Hadoop入门系列2——安装,配置,编程,部署和运行中介绍了一个WordCount的mapreduce应用开发,接下来继续介绍一个求平均分数的mapreduce应用开发
package seu.mapreduce.computescore;
import java.io.IOException;
import java.util.StringTokenizer;
import org.apache.hadoop.io.IntWritable;
import org.apache.hadoop.io.LongWritable;
import org.apache.hadoop.io.Text;
import org.apache.hadoop.mapreduce.Mapper;
/**
* Map处理的是一个纯文本文件,文件中存放的数据每一行表示一个学生的姓名和相应的成绩
* 若该学生存在多门课,则该学生就存放多行数据
* @author wjm
* Mapper<Key1,Value1,Key2,Value2>中,key1和value1的类型是map函数中输入的key,value的类型
* 而Context对象写入的key,value类型则是Key2和Value2的类型
*/
public class Map extends Mapper<LongWritable, Text, Text, IntWritable>{
//map函数接收一个<key,value>形式的输入,之后产生一个<key,value>形式的中间输出。

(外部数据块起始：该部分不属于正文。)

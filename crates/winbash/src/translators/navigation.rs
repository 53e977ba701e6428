//! cd / pwd / pushd / popd.

use super::TranslatedCommand;
use crate::parser::Word;
use crate::transform::{translate_word, TransformContext};

pub fn translate_cd(args: &[Word], ctx: &mut TransformContext) -> TranslatedCommand {
    match args.first() {
        None => TranslatedCommand::new("Set-Location $env:USERPROFILE"),
        Some(w) if w.as_plain_str() == Some("-") => TranslatedCommand::new("Set-Location -Path $OLDPWD"),
        Some(w) => TranslatedCommand::new(format!("Set-Location {}", translate_word(w, ctx))),
    }
}

pub fn translate_pwd(_args: &[Word], _ctx: &mut TransformContext) -> TranslatedCommand {
    TranslatedCommand::new("(Get-Location).Path")
}

pub fn translate_pushd(args: &[Word], ctx: &mut TransformContext) -> TranslatedCommand {
    match args.first() {
        None => TranslatedCommand::new("Push-Location"),
        Some(w) => TranslatedCommand::new(format!("Push-Location {}", translate_word(w, ctx))),
    }
}

pub fn translate_popd(_args: &[Word], _ctx: &mut TransformContext) -> TranslatedCommand {
    TranslatedCommand::new("Pop-Location")
}

#[cfg(test)]
mod tests {
    use super::*;
    use crate::tools::ToolAvailability;
    use crate::TranspileOptions;

    fn ctx() -> TransformContext {
        TransformContext::new(ToolAvailability::default(), TranspileOptions::default())
    }

    #[test]
    fn cd_with_plain_dir_sets_location() {
        let mut c = ctx();
        let args = vec![Word::literal("frontend")];
        assert_eq!(translate_cd(&args, &mut c).command, "Set-Location frontend");
    }

    #[test]
    fn cd_with_no_args_goes_home() {
        let mut c = ctx();
        assert_eq!(translate_cd(&[], &mut c).command, "Set-Location $env:USERPROFILE");
    }

    #[test]
    fn cd_dash_returns_to_oldpwd() {
        let mut c = ctx();
        let args = vec![Word::literal("-")];
        assert_eq!(translate_cd(&args, &mut c).command, "Set-Location -Path $OLDPWD");
    }

    #[test]
    fn pwd_reads_current_location() {
        let mut c = ctx();
        assert_eq!(translate_pwd(&[], &mut c).command, "(Get-Location).Path");
    }
}
//! Point sets: Pareto front approximations and weight vector sets.

use nalgebra::DMatrix;
use crate::{Error, Result};

/// An ordered, non-empty set of points sharing the same dimension.
///
/// Weight sets use the same type; they are just read as reference directions.
/// Rows are stored contiguously (row-major) so that each point is a plain slice.
#[derive(Debug, Clone, PartialEq)]
pub struct PointSet {
    data: Vec<f64>,
    dim: usize,
}

impl PointSet {
    /// Build a point set from rows, rejecting empty and ragged input.
    pub fn from_rows<R: AsRef<[f64]>>(rows: &[R]) -> Result<Self> {
        let first = rows.first().ok_or_else(|| Error::DimensionMismatch {
            expected: "at least one point".to_string(),
            got: "an empty point set".to_string(),
        })?;

        let dim = first.as_ref().len();
        if dim == 0 {
            return Err(Error::DimensionMismatch {
                expected: "points with at least one objective".to_string(),
                got: "a point of dimension 0".to_string(),
            });
        }

        let mut data = Vec::with_capacity(rows.len() * dim);
        for (i, row) in rows.iter().enumerate() {
            let row = row.as_ref();
            if row.len() != dim {
                return Err(Error::DimensionMismatch {
                    expected: format!("every point to have dimension {}", dim),
                    got: format!("point {} of dimension {}", i, row.len()),
                });
            }
            data.extend_from_slice(row);
        }

        Ok(Self { data, dim })
    }

    /// Build a point set from a matrix with one point per row.
    pub fn from_matrix(matrix: &DMatrix<f64>) -> Result<Self> {
        let rows: Vec<Vec<f64>> = matrix
            .row_iter()
            .map(|row| row.iter().copied().collect())
            .collect();
        Self::from_rows(&rows)
    }

    /// Number of points.
    pub fn len(&self) -> usize {
        self.data.len() / self.dim
    }

    /// Always false: construction rejects empty sets.
    pub fn is_empty(&self) -> bool {
        self.data.is_empty()
    }

    /// Number of objectives per point.
    pub fn dim(&self) -> usize {
        self.dim
    }

    /// The `i`-th point.
    ///
    /// # Panics
    /// Panics if `i >= self.len()`.
    pub fn row(&self, i: usize) -> &[f64] {
        &self.data[i * self.dim..(i + 1) * self.dim]
    }

    /// Iterate over points in order.
    pub fn rows(&self) -> impl ExactSizeIterator<Item = &[f64]> + '_ {
        self.data.chunks_exact(self.dim)
    }

    /// Copy into an `(n, d)` matrix.
    pub fn to_matrix(&self) -> DMatrix<f64> {
        DMatrix::from_row_slice(self.len(), self.dim, &self.data)
    }

    /// Check that `other` can be paired one-to-one with `self`.
    pub fn ensure_compatible(&self, other: &PointSet) -> Result<()> {
        if self.len() != other.len() {
            return Err(Error::DimensionMismatch {
                expected: format!("{} points", self.len()),
                got: format!("{} points", other.len()),
            });
        }
        if self.dim != other.dim {
            return Err(Error::DimensionMismatch {
                expected: format!("points of dimension {}", self.dim),
                got: format!("points of dimension {}", other.dim),
            });
        }
        Ok(())
    }

    /// True if any coordinate is negative.
    pub fn has_negative(&self) -> bool {
        self.data.iter().any(|&x| x < 0.0)
    }
}
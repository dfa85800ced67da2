//! ILAP indicator CLI
//!
//! Usage:
//!     ilap weights_file points_file
//!     ilap weights.txt front.txt --parallel-threshold 512 --verbose

use std::process::ExitCode;

use clap::Parser;
use tracing_subscriber::EnvFilter;

use ilap_rs::indicator::DEFAULT_PARALLEL_THRESHOLD;
use ilap_rs::io::read_point_file;
use ilap_rs::{Error, IndicatorConfig, LapIndicator, Result};

/// Evaluate a Pareto front approximation with the ILAP indicator
#[derive(Parser)]
#[command(name = "ilap")]
#[command(version)]
#[command(about = "ILAP indicator: mean cost of the optimal weight-to-point assignment", long_about = None)]
struct Cli {
    /// File with the uniformly distributed weight vectors, one per line
    weights_file: String,

    /// File with the Pareto front approximation to evaluate, one point per line
    points_file: String,

    /// Number of weight vectors from which the cost matrix is built in parallel
    #[arg(long, default_value_t = DEFAULT_PARALLEL_THRESHOLD)]
    parallel_threshold: usize,

    /// Log pipeline stages to stderr
    #[arg(short, long)]
    verbose: bool,
}

fn init_logging(verbose: bool) {
    let default_level = if verbose { "debug" } else { "warn" };
    let filter = EnvFilter::try_from_default_env().unwrap_or_else(|_| EnvFilter::new(default_level));
    let _ = tracing_subscriber::fmt()
        .with_env_filter(filter)
        .with_writer(std::io::stderr)
        .try_init();
}

fn run(cli: &Cli) -> Result<f64> {
    let weights = read_point_file(&cli.weights_file)?;
    let points = read_point_file(&cli.points_file)?;

    if weights.len() != points.len() || weights.dim() != points.dim() {
        return Err(Error::DimensionMismatch {
            expected: format!(
                "weights and points to match ({} points of dimension {})",
                weights.len(),
                weights.dim()
            ),
            got: format!("{} points of dimension {}", points.len(), points.dim()),
        });
    }

    let indicator = LapIndicator::new(IndicatorConfig::new(cli.parallel_threshold))?;
    indicator.compute(&weights, &points)
}

fn main() -> ExitCode {
    let cli = Cli::parse();
    init_logging(cli.verbose);

    match run(&cli) {
        Ok(value) => {
            println!("LAP_indicator: {:?}", value);
            ExitCode::SUCCESS
        }
        Err(e) => {
            eprintln!("ERROR: {}", e);
            ExitCode::FAILURE
        }
    }
}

MapReduce中的通信通过Context对象
public void map(LongWritable key, Text value, Context context) throws IOException, InterruptedException{
String line = value.toString();//将输入的纯文本文件的数据转化成String
System.out.println(line);//为了便于程序调试,输出读入的文本
//将输入的数据首先按行进行分割
StringTokenizer tokenizer = new StringTokenizer(line, "\n");
//分别对每一行进行处理
while(tokenizer.hasMoreTokens()){
//每行按空格划分 nextToken()按照空格进行划分
StringTokenizer tokenizerLine = new StringTokenizer(tokenizer.nextToken());
String strName = tokenizerLine.nextToken();//学生姓名部分
String strScore = tokenizerLine.nextToken();//学生成绩部分
Text name = new Text(strName);//name of student
int scoreInt = Integer.parseInt(strScore);//score of student
//context.write(Text,IntWritable)
context.write(name, new IntWritable(scoreInt));//输出姓名和成绩
}
}
}
package seu.mapreduce.computescore;
import java.io.IOException;
import java.util.Iterator;
import org.apache.hadoop.io.IntWritable;
import org.apache.hadoop.io.Text;
import org.apache.hadoop.mapreduce.Reducer;
/**
* Hadoop负责将所有具有相同中间key值的value集合到一起传递给reduce函数
* Reducer<Key1,Value1,Key2,Value2>中key1,value1的类型同context中写入的类型相同
* 其中reduce函数接受的输入形式为<key,lists of values>
* 并且Key2,Value2则是context对象写入的类型
* @author wjm
*
*/
public class Reduce extends Reducer<Text, IntWritable, Text, IntWritable>{
public void reduce(Text key, Iterable<IntWritable> values, Context context) throws IOException, InterruptedException{
int sum = 0;
int count = 0;
Iterator<IntWritable> iterator = values.iterator();
while(iterator.hasNext()){
sum += iterator.next().get();//计算总分
count++;//统计总的科目数
}
int average = (int) sum / count;
context.write(key, new IntWritable(average));
}
}
package seu.mapreduce.computescore;
import javax.xml.soap.Text;
import org.apache.hadoop.conf.Configured;
import org.apache.hadoop.fs.Path;
import org.apache.hadoop.io.IntWritable;
import org.apache.hadoop.mapreduce.Job;
import org.apache.hadoop.mapreduce.lib.input.FileInputFormat;
import org.apache.hadoop.mapreduce.lib.input.TextInputFormat;
import org.apache.hadoop.mapreduce.lib.output.FileOutputFormat;
import org.apache.hadoop.mapreduce.lib.output.TextOutputFormat;
import org.apache.hadoop.util.Tool;
import org.apache.hadoop.util.ToolRunner;
public class Score_Process extends Configured implements Tool{
/**
* run()方法中设置的步骤:
* Job——setJarByClass——setJobName——setOutputKey(Value)Class——setMapper(setCombiner,setReducer)Class
* ——setInput(Output)FormatClass——setInput(Output)Paths
*/
@Override
public int run(String[] args) throws Exception {
Job job = new Job(getConf());
job.setJarByClass(Score_Process.class);
job.setJobName("Score_Process");
//注意这里设置的Key Value的类型参考reduce函数中context.write(Key,Value)的类型
job.setOutputKeyClass(Text.class);
job.setOutputValueClass(IntWritable.class);
job.setMapperClass(Map.class);
job.setCombinerClass(Reduce.class);
job.setReducerClass(Reduce.class);
job.setInputFormatClass(TextInputFormat.class);
job.setOutputFormatClass(TextOutputFormat.class);
FileInputFormat.setInputPaths(job, new Path(args[0]));
FileOutputFormat.setOutputPath(job, new Path(args[1]));
boolean success = job.waitForCompletion(true);
return success ? 0 : 1;
}
public static void main(String[] args) throws Exception {
int ret = ToolRunner.run(new Score_Process(), args);
System.exit(ret);
}
}